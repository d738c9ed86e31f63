//! Names shared by the job update wire format and the real-time protocol.
//!
//! Used by the lifecycle reporter when publishing, by the broadcast
//! service when routing to rooms, and by the WebSocket handler.

use std::fmt;

use serde::{Deserialize, Serialize};

use crate::types::DbId;

/// Default pub/sub channel carrying job updates between processes.
pub const JOB_UPDATES_CHANNEL: &str = "job_updates";

/// Room every "all jobs" subscriber joins.
pub const ALL_JOBS_ROOM: &str = "all_jobs";

/// Room name for a single job.
pub fn job_room(job_id: DbId) -> String {
    format!("job_{job_id}")
}

/// What happened to a job, as carried in `update_type` and recorded in the
/// notification ledger.
#[derive(Debug, Clone, Copy, PartialEq, Eq, Hash, Serialize, Deserialize)]
#[serde(rename_all = "lowercase")]
pub enum UpdateType {
    Started,
    Progress,
    Completed,
    Failed,
    Cancelled,
}

impl UpdateType {
    pub fn as_str(self) -> &'static str {
        match self {
            UpdateType::Started => "started",
            UpdateType::Progress => "progress",
            UpdateType::Completed => "completed",
            UpdateType::Failed => "failed",
            UpdateType::Cancelled => "cancelled",
        }
    }

    /// Whether this update is a lifecycle transition recorded in the
    /// ledger. Progress ticks are broadcast but not recorded.
    pub fn is_lifecycle(self) -> bool {
        !matches!(self, UpdateType::Progress)
    }
}

impl fmt::Display for UpdateType {
    fn fmt(&self, f: &mut fmt::Formatter<'_>) -> fmt::Result {
        f.write_str(self.as_str())
    }
}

● **Work to be completed**: Note how many lines in the listing above hold the string "Serialize", then give only that figure.

● **Task output**: 2